=== Task prompt ===
Output all of the records exactly, word for word.
[[ Records for processing, beginning ]]
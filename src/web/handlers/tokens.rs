//! Admin API-token management and the token audit trail.

use axum::{
    extract::{Path, State},
    http::StatusCode,
    response::IntoResponse,
    Json,
};
use base64::Engine as _;
use rand::RngCore;
use serde::{Deserialize, Serialize};
use serde_json::json;
use uuid::Uuid;

use crate::app::AppState;
use crate::error::ApiError;
use crate::models::api_token::{ApiToken, Permission};
use crate::models::now_rfc3339;
use crate::security::hash_secret;
use crate::web::session::AdminSession;

const DEFAULT_WINDOW_SECONDS: i32 = 900;
const DEFAULT_MAX_REQUESTS: i32 = 60;

#[derive(Deserialize)]
pub struct CreateTokenRequest {
    pub name: String,
    /// Space-separated permission strings; unknown ones are rejected.
    pub permissions: String,
    #[serde(default)]
    pub window_seconds: Option<i32>,
    #[serde(default)]
    pub max_requests: Option<i32>,
}

#[derive(Serialize)]
pub struct CreateTokenResponse {
    pub id: String,
    pub name: String,
    pub secret: String, // Only returned once on creation
    pub permissions: String,
    pub window_seconds: i32,
    pub max_requests: i32,
    pub created_at: String,
}

pub async fn create_token(
    AdminSession(brigade): AdminSession,
    State(state): State<AppState>,
    Json(req): Json<CreateTokenRequest>,
) -> Result<impl IntoResponse, ApiError> {
    let name = req.name.trim().to_string();
    if name.is_empty() {
        return Err(ApiError::Validation("name must not be empty".to_string()));
    }
    let permissions = Permission::parse_list(&req.permissions)
        .map_err(|unknown| ApiError::Validation(format!("unknown permission: {unknown}")))?;
    if permissions.is_empty() {
        return Err(ApiError::Validation(
            "at least one permission is required".to_string(),
        ));
    }
    let window_seconds = req.window_seconds.unwrap_or(DEFAULT_WINDOW_SECONDS);
    if !(1..=86_400).contains(&window_seconds) {
        return Err(ApiError::Validation(
            "window_seconds must be between 1 and 86400".to_string(),
        ));
    }
    let max_requests = req.max_requests.unwrap_or(DEFAULT_MAX_REQUESTS);
    if !(1..=100_000).contains(&max_requests) {
        return Err(ApiError::Validation(
            "max_requests must be between 1 and 100000".to_string(),
        ));
    }

    let secret = generate_token_secret();
    let token = ApiToken {
        id: Uuid::new_v4().to_string(),
        brigade_id: brigade.id,
        name,
        secret_hash: hash_secret(&secret),
        permissions: Permission::join(&permissions),
        window_seconds,
        max_requests,
        created_at: now_rfc3339(),
        last_used_at: None,
        revoked_at: None,
    };

    let response = CreateTokenResponse {
        id: token.id.clone(),
        name: token.name.clone(),
        secret, // Return plaintext secret only once
        permissions: token.permissions.clone(),
        window_seconds: token.window_seconds,
        max_requests: token.max_requests,
        created_at: token.created_at.clone(),
    };
    state.repo.create_api_token(token).await.map_err(|e| {
        tracing::error!(error = ?e, "failed to create api token");
        ApiError::Internal
    })?;
    Ok((StatusCode::CREATED, Json(response)))
}

pub async fn list_tokens(
    AdminSession(brigade): AdminSession,
    State(state): State<AppState>,
) -> Result<impl IntoResponse, ApiError> {
    let tokens = state.repo.list_api_tokens(&brigade.id).await.map_err(|e| {
        tracing::error!(error = ?e, "failed to list api tokens");
        ApiError::Internal
    })?;
    // Don't expose secret_hash to the client
    let items: Vec<_> = tokens
        .into_iter()
        .map(|t| {
            json!({
                "id": t.id,
                "name": t.name,
                "permissions": t.permissions,
                "window_seconds": t.window_seconds,
                "max_requests": t.max_requests,
                "created_at": t.created_at,
                "last_used_at": t.last_used_at,
                "revoked_at": t.revoked_at,
            })
        })
        .collect();
    Ok(Json(json!({ "items": items })))
}

pub async fn revoke_token(
    AdminSession(brigade): AdminSession,
    State(state): State<AppState>,
    Path((_slug, token_id)): Path<(String, String)>,
) -> Result<StatusCode, ApiError> {
    let n = state
        .repo
        .revoke_api_token(&token_id, &brigade.id)
        .await
        .map_err(|e| {
            tracing::error!(error = ?e, "failed to revoke api token");
            ApiError::Internal
        })?;
    if n == 0 {
        return Err(ApiError::NotFound("token"));
    }
    Ok(StatusCode::NO_CONTENT)
}

pub async fn list_audit(
    AdminSession(brigade): AdminSession,
    State(state): State<AppState>,
) -> Result<impl IntoResponse, ApiError> {
    let records = state.repo.list_audit(&brigade.id, 200).await.map_err(|e| {
        tracing::error!(error = ?e, "failed to list audit records");
        ApiError::Internal
    })?;
    Ok(Json(json!({ "items": records })))
}

fn generate_token_secret() -> String {
    let mut buf = [0u8; 32];
    rand::rngs::OsRng.fill_bytes(&mut buf);
    format!(
        "mtk_{}",
        base64::engine::general_purpose::URL_SAFE_NO_PAD.encode(buf)
    )
}

#[cfg(test)]
mod tests {
    use super::*;

    #[test]
    fn secrets_are_prefixed_and_unique() {
        let a = generate_token_secret();
        let b = generate_token_secret();
        assert!(a.starts_with("mtk_"));
        assert!(a.len() > 40);
        assert_ne!(a, b);
    }
}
[[ Records for processing, end ]]
=== Written solution ===
filename src/web/handlers/tokens.rs
//! Admin API-token management and the token audit trail.

use axum::{
    extract::{Path, State},
    http::StatusCode,
    response::IntoResponse,
    Json,
};
use base64::Engine as _;
use rand::RngCore;
use serde::{Deserialize, Serialize};
use serde_json::json;
use uuid::Uuid;

use crate::app::AppState;
use crate::error::ApiError;
use crate::models::api_token::{ApiToken, Permission};
use crate::models::now_rfc3339;
use crate::security::hash_secret;
use crate::web::session::AdminSession;

const DEFAULT_WINDOW_SECONDS: i32 = 900;
const DEFAULT_MAX_REQUESTS: i32 = 60;

#[derive(Deserialize)]
pub struct CreateTokenRequest {
    pub name: String,
    /// Space-separated permission strings; unknown ones are rejected.
    pub permissions: String,
    #[serde(default)]
    pub window_seconds: Option<i32>,
    #[serde(default)]
    pub max_requests: Option<i32>,
}

#[derive(Serialize)]
pub struct CreateTokenResponse {
    pub id: String,
    pub name: String,
    pub secret: String, // Only returned once on creation
    pub permissions: String,
    pub window_seconds: i32,
    pub max_requests: i32,
    pub created_at: String,
}

pub async fn create_token(
    AdminSession(brigade): AdminSession,
    State(state): State<AppState>,
    Json(req): Json<CreateTokenRequest>,
) -> Result<impl IntoResponse, ApiError> {
    let name = req.name.trim().to_string();
    if name.is_empty() {
        return Err(ApiError::Validation("name must not be empty".to_string()));
    }
    let permissions = Permission::parse_list(&req.permissions)
        .map_err(|unknown| ApiError::Validation(format!("unknown permission: {unknown}")))?;
    if permissions.is_empty() {
        return Err(ApiError::Validation(
            "at least one permission is required".to_string(),
        ));
    }
    let window_seconds = req.window_seconds.unwrap_or(DEFAULT_WINDOW_SECONDS);
    if !(1..=86_400).contains(&window_seconds) {
        return Err(ApiError::Validation(
            "window_seconds must be between 1 and 86400".to_string(),
        ));
    }
    let max_requests = req.max_requests.unwrap_or(DEFAULT_MAX_REQUESTS);
    if !(1..=100_000).contains(&max_requests) {
        return Err(ApiError::Validation(
            "max_requests must be between 1 and 100000".to_string(),
        ));
    }

    let secret = generate_token_secret();
    let token = ApiToken {
        id: Uuid::new_v4().to_string(),
        brigade_id: brigade.id,
        name,
        secret_hash: hash_secret(&secret),
        permissions: Permission::join(&permissions),
        window_seconds,
        max_requests,
        created_at: now_rfc3339(),
        last_used_at: None,
        revoked_at: None,
    };

    let response = CreateTokenResponse {
        id: token.id.clone(),
        name: token.name.clone(),
        secret, // Return plaintext secret only once
        permissions: token.permissions.clone(),
        window_seconds: token.window_seconds,
        max_requests: token.max_requests,
        created_at: token.created_at.clone(),
    };
    state.repo.create_api_token(token).await.map_err(|e| {
        tracing::error!(error = ?e, "failed to create api token");
        ApiError::Internal
    })?;
    Ok((StatusCode::CREATED, Json(response)))
}

pub async fn list_tokens(
    AdminSession(brigade): AdminSession,
    State(state): State<AppState>,
) -> Result<impl IntoResponse, ApiError> {
    let tokens = state.repo.list_api_tokens(&brigade.id).await.map_err(|e| {
        tracing::error!(error = ?e, "failed to list api tokens");
        ApiError::Internal
    })?;
    // Don't expose secret_hash to the client
    let items: Vec<_> = tokens
        .into_iter()
        .map(|t| {
            json!({
                "id": t.id,
                "name": t.name,
                "permissions": t.permissions,
                "window_seconds": t.window_seconds,
                "max_requests": t.max_requests,
                "created_at": t.created_at,
                "last_used_at": t.last_used_at,
                "revoked_at": t.revoked_at,
            })
        })
        .collect();
    Ok(Json(json!({ "items": items })))
}

pub async fn revoke_token(
    AdminSession(brigade): AdminSession,
    State(state): State<AppState>,
    Path((_slug, token_id)): Path<(String, String)>,
) -> Result<StatusCode, ApiError> {
    let n = state
        .repo
        .revoke_api_token(&token_id, &brigade.id)
        .await
        .map_err(|e| {
            tracing::error!(error = ?e, "failed to revoke api token");
            ApiError::Internal
        })?;
    if n == 0 {
        return Err(ApiError::NotFound("token"));
    }
    Ok(StatusCode::NO_CONTENT)
}

pub async fn list_audit(
    AdminSession(brigade): AdminSession,
    State(state): State<AppState>,
) -> Result<impl IntoResponse, ApiError> {
    let records = state.repo.list_audit(&brigade.id, 200).await.map_err(|e| {
        tracing::error!(error = ?e, "failed to list audit records");
        ApiError::Internal
    })?;
    Ok(Json(json!({ "items": records })))
}

fn generate_token_secret() -> String {
    let mut buf = [0u8; 32];
    rand::rngs::OsRng.fill_bytes(&mut buf);
    format!(
        "mtk_{}",
        base64::engine::general_purpose::URL_SAFE_NO_PAD.encode(buf)
    )
}

#[cfg(test)]
mod tests {
    use super::*;

    #[test]
    fn secrets_are_prefixed_and_unique() {
        let a = generate_token_secret();
        let b = generate_token_secret();
        assert!(a.starts_with("mtk_"));
        assert!(a.len() > 40);
        assert_ne!(a, b);
    }
}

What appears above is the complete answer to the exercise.